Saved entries
mod common;

use std::sync::Arc;
use std::time::{Duration, Instant};

use common::*;
use tokio::sync::mpsc;
use tokio_util::sync::CancellationToken;
use trendsmith_config::{NodeDescriptor, SandboxPolicy};
use trendsmith_engine::{
  ChannelNotifier, EdgeKind, Engine, EngineError, ExecutionEvent, FailureKind, NodeRegistry,
  RunOutcome, Slot,
};

fn policy() -> Arc<SandboxPolicy> {
  Arc::new(SandboxPolicy::default())
}

#[tokio::test]
async fn linear_graph_completes() {
  let first = arc(Generates::default());
  let second = arc(Succeeds::default());
  let registry = NodeRegistry::new()
    .with("first", first.clone())
    .with("second", second.clone());
  let graph = graph(
    "first",
    vec![
      NodeDescriptor::new("first").on_success("second"),
      NodeDescriptor::new("second"),
    ],
  );

  let state = Engine::new(registry)
    .run(topic(), &graph, policy(), CancellationToken::new())
    .await
    .unwrap();

  assert_eq!(state.outcome(), &RunOutcome::Completed);
  assert_eq!(state.script(), Some("call 1"));
  assert_eq!(state.generated_code().unwrap().version, 1);
  assert!(state.errors().is_empty());
  assert!(state.degraded().is_empty());
}

#[tokio::test]
async fn exhausted_retries_take_failure_edge_after_exactly_three_calls() {
  let synthesize = arc(Generates::default());
  let execute = arc(Fails::new(Slot::ExecutionResult, true));
  let search = arc(Succeeds::default());
  let registry = NodeRegistry::new()
    .with("synthesize", synthesize.clone())
    .with("execute", execute.clone())
    .with("search", search.clone());
  let graph = graph(
    "synthesize",
    vec![
      NodeDescriptor::new("synthesize").on_success("execute"),
      NodeDescriptor::new("execute")
        .on_success("search")
        .on_failure("search")
        .retries(2)
        .refresh_with("synthesize"),
      NodeDescriptor::new("search"),
    ],
  );

  let state = Engine::new(registry)
    .run(topic(), &graph, policy(), CancellationToken::new())
    .await
    .unwrap();

  assert_eq!(execute.calls(), 3);
  // Initial synthesis plus one refresh per retry
  assert_eq!(synthesize.calls(), 3);
  assert_eq!(search.calls(), 1);
  assert_eq!(state.outcome(), &RunOutcome::Completed);
  assert_eq!(state.degraded(), &["execute".to_string()]);

  let errors = state.errors();
  assert_eq!(errors.len(), 3);
  for (i, error) in errors.iter().enumerate() {
    assert_eq!(error.sequence, i);
    assert_eq!(error.node, "execute");
    assert_eq!(error.attempt, i as u32);
    assert_eq!(error.kind, FailureKind::Execution);
  }

  // Refreshes receive the previous failure as feedback
  let feedback = synthesize.feedback.lock().unwrap().clone();
  assert_eq!(
    feedback,
    vec![
      None,
      Some("attempt 0 failed".to_string()),
      Some("attempt 1 failed".to_string())
    ]
  );
  assert_eq!(state.generated_code().unwrap().version, 3);
}

#[tokio::test]
async fn non_retryable_failure_routes_immediately() {
  let failing = arc(Fails::new(Slot::Script, false));
  let fallback = arc(Generates::default());
  let registry = NodeRegistry::new()
    .with("a", failing.clone())
    .with("b", fallback.clone());
  let graph = graph(
    "a",
    vec![
      NodeDescriptor::new("a").on_failure("b").retries(5),
      NodeDescriptor::new("b"),
    ],
  );

  let state = Engine::new(registry)
    .run(topic(), &graph, policy(), CancellationToken::new())
    .await
    .unwrap();

  assert_eq!(failing.calls(), 1);
  assert_eq!(fallback.calls(), 1);
  assert!(!state.errors()[0].retryable);
}

#[tokio::test]
async fn failure_without_edge_fails_the_run_with_trail() {
  let failing = arc(Fails::new(Slot::Script, true));
  let registry = NodeRegistry::new().with("only", failing.clone());
  let graph = graph("only", vec![NodeDescriptor::new("only").retries(1)]);

  let state = Engine::new(registry)
    .run(topic(), &graph, policy(), CancellationToken::new())
    .await
    .unwrap();

  assert_eq!(failing.calls(), 2);
  assert_eq!(
    state.outcome(),
    &RunOutcome::Failed {
      at_node: "only".to_string(),
      reason: "attempt 1 failed".to_string(),
    }
  );
  assert_eq!(state.errors().len(), 2);
}

#[tokio::test]
async fn writing_another_nodes_slot_is_rejected() {
  let registry = NodeRegistry::new().with("rogue", arc(WrongSlot));
  let graph = graph("rogue", vec![NodeDescriptor::new("rogue").retries(3)]);

  let state = Engine::new(registry)
    .run(topic(), &graph, policy(), CancellationToken::new())
    .await
    .unwrap();

  assert!(state.social_posts().is_none());
  assert_eq!(state.errors().len(), 1);
  assert_eq!(state.errors()[0].kind, FailureKind::Internal);
  assert!(!state.errors()[0].retryable);
  assert!(matches!(state.outcome(), RunOutcome::Failed { .. }));
}

#[tokio::test]
async fn per_node_timeout_is_a_retryable_failure() {
  let registry = NodeRegistry::new()
    .with(
      "slow",
      arc(Sleeps {
        duration: Duration::from_secs(30),
        honor_cancel: true,
      }),
    )
    .with("next", arc(Generates::default()));
  let graph = graph(
    "slow",
    vec![
      NodeDescriptor::new("slow")
        .on_failure("next")
        .retries(1)
        .timeout_ms(50),
      NodeDescriptor::new("next"),
    ],
  );

  let state = Engine::new(registry)
    .run(topic(), &graph, policy(), CancellationToken::new())
    .await
    .unwrap();

  assert_eq!(state.errors().len(), 2);
  assert!(state.errors().iter().all(|e| e.kind == FailureKind::Timeout && e.retryable));
  assert_eq!(state.outcome(), &RunOutcome::Completed);
}

#[tokio::test]
async fn cancellation_drops_a_stuck_node_after_grace() {
  let registry = NodeRegistry::new().with(
    "stuck",
    arc(Sleeps {
      duration: Duration::from_secs(30),
      honor_cancel: false,
    }),
  );
  let graph = graph("stuck", vec![NodeDescriptor::new("stuck")]);
  let engine = Engine::new(registry).with_cancel_grace(Duration::from_millis(100));

  let cancel = CancellationToken::new();
  let trigger = cancel.clone();
  tokio::spawn(async move {
    tokio::time::sleep(Duration::from_millis(50)).await;
    trigger.cancel();
  });

  let started = Instant::now();
  let state = engine.run(topic(), &graph, policy(), cancel).await.unwrap();

  assert!(started.elapsed() < Duration::from_secs(2));
  assert_eq!(
    state.outcome(),
    &RunOutcome::Cancelled {
      at_node: "stuck".to_string()
    }
  );
  assert!(state.script().is_none());
}

#[tokio::test]
async fn errors_only_ever_grow() {
  let (tx, mut rx) = mpsc::unbounded_channel();
  let registry = NodeRegistry::new()
    .with("a", arc(Fails::new(Slot::Script, true)))
    .with("b", arc(Fails::new(Slot::Script, true)))
    .with("c", arc(Succeeds::default()));
  let graph = graph(
    "a",
    vec![
      NodeDescriptor::new("a").on_failure("b").retries(2),
      NodeDescriptor::new("b").on_failure("c").retries(1),
      NodeDescriptor::new("c"),
    ],
  );

  let state = Engine::with_notifier(registry, ChannelNotifier::new(tx))
    .run(topic(), &graph, policy(), CancellationToken::new())
    .await
    .unwrap();

  let sequences: Vec<usize> = state.errors().iter().map(|e| e.sequence).collect();
  assert_eq!(sequences, (0..5).collect::<Vec<_>>());
  assert_eq!(state.degraded(), &["a".to_string(), "b".to_string()]);

  let mut failed = 0;
  let mut edges = Vec::new();
  while let Ok(event) = rx.try_recv() {
    match event {
      ExecutionEvent::NodeFailed { .. } => failed += 1,
      ExecutionEvent::EdgeFollowed { from, to, edge, .. } => edges.push((from, to, edge)),
      _ => {}
    }
  }
  assert_eq!(failed, 5);
  assert_eq!(
    edges,
    vec![
      ("a".to_string(), "b".to_string(), EdgeKind::Failure),
      ("b".to_string(), "c".to_string(), EdgeKind::Failure),
    ]
  );
}

#[tokio::test]
async fn events_bracket_the_run() {
  let (tx, mut rx) = mpsc::unbounded_channel();
  let registry = NodeRegistry::new().with("only", arc(Succeeds::default()));
  let graph = graph("only", vec![NodeDescriptor::new("only")]);

  let state = Engine::with_notifier(registry, ChannelNotifier::new(tx))
    .run(topic(), &graph, policy(), CancellationToken::new())
    .await
    .unwrap();

  let events: Vec<ExecutionEvent> = std::iter::from_fn(|| rx.try_recv().ok()).collect();
  let run_id = state.run_id().to_string();
  assert_eq!(
    events,
    vec![
      ExecutionEvent::RunStarted {
        run_id: run_id.clone(),
        topic_id: "x".to_string(),
        graph: "test".to_string(),
      },
      ExecutionEvent::NodeStarted {
        run_id: run_id.clone(),
        node: "only".to_string(),
        attempt: 0,
      },
      ExecutionEvent::NodeCompleted {
        run_id: run_id.clone(),
        node: "only".to_string(),
        slot: Slot::Script,
      },
      ExecutionEvent::RunCompleted { run_id },
    ]
  );
}

#[tokio::test]
async fn unregistered_nodes_and_bad_topics_are_rejected_up_front() {
  let graph = graph("missing", vec![NodeDescriptor::new("missing")]);
  let err = Engine::new(NodeRegistry::new())
    .run(topic(), &graph, policy(), CancellationToken::new())
    .await
    .unwrap_err();
  assert!(matches!(err, EngineError::UnregisteredNode(name) if name == "missing"));

  let registry = NodeRegistry::new().with("missing", arc(Succeeds::default()));
  let mut bad = topic();
  bad.source_url = "ftp://example.com/x".to_string();
  let err = Engine::new(registry)
    .run(bad, &graph, policy(), CancellationToken::new())
    .await
    .unwrap_err();
  assert!(matches!(err, EngineError::InvalidTopic(_)));
}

• Exercise objective: Give back exactly the lines from the beginning of the records through the line containing "let synthesize = arc(Generates::default());", and only those.

• Task response:
mod common;

use std::sync::Arc;
use std::time::{Duration, Instant};

use common::*;
use tokio::sync::mpsc;
use tokio_util::sync::CancellationToken;
use trendsmith_config::{NodeDescriptor, SandboxPolicy};
use trendsmith_engine::{
  ChannelNotifier, EdgeKind, Engine, EngineError, ExecutionEvent, FailureKind, NodeRegistry,
  RunOutcome, Slot,
};

fn policy() -> Arc<SandboxPolicy> {
  Arc::new(SandboxPolicy::default())
}

#[tokio::test]
async fn linear_graph_completes() {
  let first = arc(Generates::default());
  let second = arc(Succeeds::default());
  let registry = NodeRegistry::new()
    .with("first", first.clone())
    .with("second", second.clone());
  let graph = graph(
    "first",
    vec![
      NodeDescriptor::new("first").on_success("second"),
      NodeDescriptor::new("second"),
    ],
  );

  let state = Engine::new(registry)
    .run(topic(), &graph, policy(), CancellationToken::new())
    .await
    .unwrap();

  assert_eq!(state.outcome(), &RunOutcome::Completed);
  assert_eq!(state.script(), Some("call 1"));
  assert_eq!(state.generated_code().unwrap().version, 1);
  assert!(state.errors().is_empty());
  assert!(state.degraded().is_empty());
}

#[tokio::test]
async fn exhausted_retries_take_failure_edge_after_exactly_three_calls() {
  let synthesize = arc(Generates::default());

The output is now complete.